A Perán lo recuerdo como el más apegado a un discurso teórico, conceptual, cuando con su voz suave y su ausencia de énfasis nos sumaba sin quererlo a considerar como un caso perdido a todo el que seguía viendo con simpatía lo figurativo. Porque nos hablaban en forma muy convincente de la primacía del color por sí mismo, sin el soporte de la figura; de la «composición’ dentro del plano de trabajo, principios que llevábamos después, consciente o inconscientemente, a la organización de la planta del edificio, de sus planos de fachada. De un modo rudimentario, cargado de las dudas y vacilaciones de cualquier aprendiz, siguiendo sin saberlo el rastro de pioneros esfuerzos europeos como el del grupo De Stijl en el cual Mondrian había tenido figuración pionera. Y nos podíamos sentir autorizados a considerar a nuestro Héctor Poleo (1918-1989) por ejemplo, con sospecha de ser convencional y a negarnos a ver con atención suficiente, porque pensábamos que concedía demasiado al «buen gusto» general, a las soberbias imágenes del Avila de Manuel Cabré (1890-1984) , que tenían siempre lugar en los Salones Anuales de Arte del Museo de Bellas Artes del cual después sería un Director excepcional Miguel Arroyo.
Testimonio
Menos de dos años después, al régimen de Pérez Jiménez le ocurriría lo que a todo autoritarismo: decadencia y disolución. Había sabido de Perán por conversaciones de pasillo en la Facultad estimuladas por el hecho de que dos años antes que nosotros estudiaba su hermano Ralph. Lo cierto es que en los muy agitados días anteriores a la fecha final de la dictadura, el 23 de Enero de 1958, supimos que había sido puesto preso en la Seguridad Nacional. Dudo de la exactitud de mis recuerdos, pero se dijo con insistencia que había sido torturado y que de la experiencia le habían quedado secuelas delicadas. Nunca pude comprobarlo pero sí tengo muy clara en la memoria la ocasión en que lo vi, por los días posteriores al 23, en nuestra Facultad, muy delgado, de tez amarillenta, correspondiendo esa imagen con las historias de sus torturas. Nunca pude comprobar la veracidad de lo que se decía pero sí recuerdo el impacto de verlo así, a unos cuantos metros de distancia, rodeado por gente que lo revestía con la aureola de los que resisten. En los años que siguieron poco volvimos a encontrarnos pero he sabido de su presencia permanente, tenaz, como promotor del arte, como crítico, curador. Siguió abriendo puertas a otros.

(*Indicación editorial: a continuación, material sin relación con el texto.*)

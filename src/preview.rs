//! Top-down preview of the generated pixel art.
//!
//! One pixel per block, painted with the matched palette colour. Cells skipped
//! as transparent stay fully transparent.

use crate::error::{PixelArtError, Result};
use crate::mapping::MatchGrid;
use crate::palette::Palette;
use image::{Rgba, RgbaImage};

pub fn render_preview(matches: &MatchGrid, palette: &Palette) -> RgbaImage {
    RgbaImage::from_fn(matches.width(), matches.height(), |col, row| {
        match matches.get(col, row).and_then(|index| palette.get(index)) {
            Some(entry) => {
                let (r, g, b) = entry.rgb;
                Rgba([r, g, b, 255])
            }
            None => Rgba([0, 0, 0, 0]),
        }
    })
}

/// Enlarges every block to a `scale` x `scale` square so small grids are easier to see.
pub fn scale_preview(preview: RgbaImage, scale: u32) -> Result<RgbaImage> {
    if scale <= 1 {
        return Ok(preview);
    }
    let (Some(width), Some(height)) = (
        preview.width().checked_mul(scale),
        preview.height().checked_mul(scale),
    ) else {
        return Err(PixelArtError::configuration(format!(
            "--preview-scale {scale} makes a {}x{} preview too large",
            preview.width(),
            preview.height()
        )));
    };
    Ok(RgbaImage::from_fn(width, height, |x, y| {
        *preview.get_pixel(x / scale, y / scale)
    }))
}
use crate::colors::RGBTuple;
use crate::error::PixelArtError;
use serde::Serialize;
use std::fmt;
use std::str::FromStr;

/// A namespaced block id such as `minecraft:white_concrete`.
#[derive(Serialize, Clone, Debug, PartialEq, Eq)]
pub struct Block {
    pub namespace: String,
    pub name: String,
}

impl Block {
    pub fn new(namespace: &str, name: &str) -> Self {
        Self {
            namespace: namespace.to_string(),
            name: name.to_string(),
        }
    }

    pub fn minecraft(name: &str) -> Self {
        Self::new("minecraft", name)
    }
}

impl fmt::Display for Block {
    fn fmt(&self, f: &mut fmt::Formatter<'_>) -> fmt::Result {
        write!(f, "{}:{}", self.namespace, self.name)
    }
}

/// Block family used to build the palette.
#[derive(Clone, Copy, Debug, PartialEq, Eq, Serialize)]
#[serde(rename_all = "lowercase")]
pub enum BlockType {
    Concrete,
    Wool,
}

impl BlockType {
    pub const ALL: [BlockType; 2] = [BlockType::Concrete, BlockType::Wool];

    pub fn as_str(&self) -> &'static str {
        match self {
            BlockType::Concrete => "concrete",
            BlockType::Wool => "wool",
        }
    }

    /// The sixteen dye colours of this family with their approximate in-game RGB.
    pub fn colors(&self) -> &'static [(&'static str, RGBTuple)] {
        match self {
            BlockType::Concrete => &CONCRETE_COLORS,
            BlockType::Wool => &WOOL_COLORS,
        }
    }

    /// In-game material name for a dye colour, e.g. `light_blue_wool`.
    pub fn material_name(&self, color: &str) -> String {
        format!("{color}_{}", self.as_str())
    }
}

impl fmt::Display for BlockType {
    fn fmt(&self, f: &mut fmt::Formatter<'_>) -> fmt::Result {
        f.write_str(self.as_str())
    }
}

impl FromStr for BlockType {
    type Err = PixelArtError;

    fn from_str(s: &str) -> Result<Self, Self::Err> {
        BlockType::ALL
            .into_iter()
            .find(|block_type| block_type.as_str().eq_ignore_ascii_case(s.trim()))
            .ok_or_else(|| {
                PixelArtError::invalid_input(format!(
                    "unknown block type '{s}' (expected one of: concrete, wool)"
                ))
            })
    }
}

#[rustfmt::skip]
pub const CONCRETE_COLORS: [(&str, RGBTuple); 16] = [
    ("white",      (209, 213, 214)),
    ("orange",     (240, 118, 19)),
    ("magenta",    (189, 68, 179)),
    ("light_blue", (58, 175, 217)),
    ("yellow",     (249, 198, 39)),
    ("lime",       (112, 185, 25)),
    ("pink",       (237, 141, 172)),
    ("gray",       (62, 68, 71)),
    ("light_gray", (142, 142, 134)),
    ("cyan",       (21, 137, 142)),
    ("purple",     (121, 42, 172)),
    ("blue",       (53, 57, 157)),
    ("brown",      (100, 58, 36)),
    ("green",      (73, 91, 36)),
    ("red",        (161, 39, 34)),
    ("black",      (20, 21, 25)),
];

#[rustfmt::skip]
pub const WOOL_COLORS: [(&str, RGBTuple); 16] = [
    ("white",      (234, 236, 237)),
    ("orange",     (241, 118, 20)),
    ("magenta",    (238, 77, 201)),
    ("light_blue", (128, 199, 248)),
    ("yellow",     (250, 198, 39)),
    ("lime",       (112, 185, 25)),
    ("pink",       (242, 141, 170)),
    ("gray",       (57, 57, 57)),
    ("light_gray", (151, 151, 151)),
    ("cyan",       (20, 137, 140)),
    ("purple",     (107, 50, 168)),
    ("blue",       (44, 46, 143)),
    ("brown",      (96, 59, 31)),
    ("green",      (73, 91, 36)),
    ("red",        (176, 46, 38)),
    ("black",      (12, 12, 12)),
];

Persistir en un modo de vida, dar un testimonio preciso, ampliar el mundo. No ceder ante los halagos del Poder, ejemplo importante en este medio complaciente. No dejar de lado la independencia de criterio a cambio de sentirse arropado por la benevolencia del consenso. No desear morir «en olor de santidad», virtud que evocaba Picón-Salas a propósito de sí mismo. Son méritos de este hombre cuya figura y enseñanza sigue fresca después de cinco décadas.

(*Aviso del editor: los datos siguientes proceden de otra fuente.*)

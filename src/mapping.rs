//! Per-cell nearest palette classification. No dithering: every cell is
//! matched on its own sample only.

use crate::palette::Palette;
use crate::resample::{SampleGrid, TransparencyPolicy};

/// Palette index chosen for each cell, `None` where the cell was skipped as transparent.
#[derive(Clone, Debug, PartialEq, Eq)]
pub struct MatchGrid {
    width: u32,
    height: u32,
    cells: Vec<Option<usize>>,
}

impl MatchGrid {
    pub fn width(&self) -> u32 {
        self.width
    }

    pub fn height(&self) -> u32 {
        self.height
    }

    pub fn get(&self, col: u32, row: u32) -> Option<usize> {
        if col >= self.width || row >= self.height {
            return None;
        }
        self.cells[row as usize * self.width as usize + col as usize]
    }

    pub fn rows(&self) -> impl Iterator<Item = &[Option<usize>]> + '_ {
        self.cells.chunks(self.width as usize)
    }

    pub fn cells(&self) -> &[Option<usize>] {
        &self.cells
    }

    pub fn skipped(&self) -> usize {
        self.cells.iter().filter(|cell| cell.is_none()).count()
    }
}

pub fn map_samples(samples: &SampleGrid, palette: &Palette, policy: TransparencyPolicy) -> MatchGrid {
    map_samples_with_progress(samples, palette, policy, |_| {})
}

/// Same as [`map_samples`], calling `on_row` after each finished row.
pub fn map_samples_with_progress<F>(
    samples: &SampleGrid,
    palette: &Palette,
    policy: TransparencyPolicy,
    mut on_row: F,
) -> MatchGrid
where
    F: FnMut(u32),
{
    let skip_below: Option<u8> = match policy {
        TransparencyPolicy::Skip { threshold } => Some(threshold),
        TransparencyPolicy::Composite { .. } => None,
    };

    let mut cells = Vec::with_capacity(samples.samples().len());
    for (row, row_samples) in (0u32..).zip(samples.rows()) {
        cells.extend(row_samples.iter().map(|sample| match skip_below {
            Some(threshold) if sample.alpha < threshold => None,
            _ => Some(palette.nearest(&sample.rgb)),
        }));
        on_row(row);
    }

    MatchGrid {
        width: samples.width(),
        height: samples.height(),
        cells,
    }
}
/// Decodes an in-memory encoded image (format guessed from its header).
pub fn decode_image(bytes: &[u8]) -> Result<DynamicImage> {
    let image = image::load_from_memory(bytes)
        .map_err(|e| PixelArtError::invalid_input(format!("cannot decode image: {e}")))?;
    ensure_not_empty(&image)?;
    Ok(image)
}

fn ensure_not_empty(image: &DynamicImage) -> Result<()> {
    if image.width() == 0 || image.height() == 0 {
        return Err(PixelArtError::invalid_input(format!(
            "image has zero size ({}x{})",
            image.width(),
            image.height()
        )));
    }
    Ok(())
}

/// Block-grid height that keeps the source aspect ratio: `round(W * H0 / W0)`,
/// rounding halves up, never less than one.
pub fn target_height(source_width: u32, source_height: u32, target_width: u32) -> Result<u32> {
    if source_width == 0 || source_height == 0 {
        return Err(PixelArtError::invalid_input(format!(
            "image has zero size ({source_width}x{source_height})"
        )));
    }
    if target_width == 0 {
        return Err(PixelArtError::invalid_input(
            "width must be a positive number of blocks, got 0",
        ));
    }

    let numerator = 2 * target_width as u64 * source_height as u64 + source_width as u64;
    let height = (numerator / (2 * source_width as u64)).max(1);

    u32::try_from(height).map_err(|_| {
        PixelArtError::invalid_input(format!(
            "width {target_width} gives a grid height of {height} blocks, which is too large"
        ))
    })
}

/// Resamples `image` to `target_width` blocks wide.
pub fn resample(
    image: &DynamicImage,
    target_width: u32,
    filter: ResampleFilter,
    policy: TransparencyPolicy,
) -> Result<SampleGrid> {
    let (source_width, source_height) = (image.width(), image.height());
    let height = target_height(source_width, source_height, target_width)?;

    debug!(
        "Resampling {source_width}x{source_height} to {target_width}x{height} ({filter:?}, {policy:?})"
    );

    let mut rgba: RgbaImage = image.to_rgba8();
    if let TransparencyPolicy::Composite { background } = policy {
        for pixel in rgba.pixels_mut() {
            let [r, g, b, a] = pixel.0;
            let (r, g, b) = composite_over((r, g, b), a, background);
            pixel.0 = [r, g, b, 255];
        }
    }

    let samples = match filter.filter_type() {
        None => area_resample(&rgba, target_width, height),
        Some(filter_type) => imageops::resize(&rgba, target_width, height, filter_type)
            .pixels()
            .map(|p| Sample {
                rgb: (p.0[0], p.0[1], p.0[2]),
                alpha: p.0[3],
            })
            .collect(),
    };

    SampleGrid::new(target_width, height, samples)
}

/// Source pixel indices and their integer overlap with each output cell.
///
/// Output cell `i` spans `[i * n_in, (i + 1) * n_in)` and source pixel `s`
/// spans `[s * n_out, (s + 1) * n_out)` on a common axis scaled by `n_out * n_in`,
/// so every weight is exact and each cell's weights sum to `n_in`.
fn axis_weights(n_in: u32, n_out: u32) -> Vec<Vec<(u32, u64)>> {
    let (n_in, n_out) = (n_in as u64, n_out as u64);
    (0..n_out)
        .map(|i| {
            let start = i * n_in;
            let end = start + n_in;
            let first = start / n_out;
            let last = (end - 1) / n_out;
            (first..=last)
                .filter_map(|s| {
                    let lo = start.max(s * n_out);
                    let hi = end.min((s + 1) * n_out);
                    (hi > lo).then_some((s as u32, hi - lo))
                })
                .collect()
        })
        .collect()
}

fn rounded_div(numerator: u128, denominator: u128) -> u8 {
    ((2 * numerator + denominator) / (2 * denominator)).min(255) as u8
}

fn area_resample(rgba: &RgbaImage, width: u32, height: u32) -> Vec<Sample> {
    let x_weights = axis_weights(rgba.width(), width);
    let y_weights = axis_weights(rgba.height(), height);
    let mut samples = Vec::with_capacity(width as usize * height as usize);

    for row_weights in &y_weights {
        for col_weights in &x_weights {
            let mut total: u128 = 0;
            let mut alpha_sum: u128 = 0;
            let mut plain = [0u128; 3];
            let mut weighted = [0u128; 3];

            for &(sy, wy) in row_weights {
                for &(sx, wx) in col_weights {
                    let w = (wx * wy) as u128;
                    let [r, g, b, a] = rgba.get_pixel(sx, sy).0;
                    let wa = w * a as u128;
                    total += w;
                    alpha_sum += wa;
                    for (channel, value) in [r, g, b].into_iter().enumerate() {
                        plain[channel] += w * value as u128;
                        weighted[channel] += wa * value as u128;
                    }
                }
            }

            // Colour is alpha weighted so transparent pixels do not bleed into
            // their neighbours; fully transparent cells fall back to the plain mean.
            let (sums, denominator) = if alpha_sum > 0 {
                (weighted, alpha_sum)
            } else {
                (plain, total)
            };

            samples.push(Sample {
                rgb: (
                    rounded_div(sums[0], denominator),
                    rounded_div(sums[1], denominator),
                    rounded_div(sums[2], denominator),
                ),
                alpha: rounded_div(alpha_sum, total),
            });
        }
    }

    samples
}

No escribo esto movido por vínculos de amistad, baste decir que he visto a Perán sólo una docena de veces desde aquel cursillo. Lo escribo porque pienso que gentes como él son las que construyen nuestro patrimonio cultural original. Y me animé a dejar aquí constancia de mi agradecimiento porque lo conocí cuando ambos éramos jóvenes y su imagen sigue siendo transparente.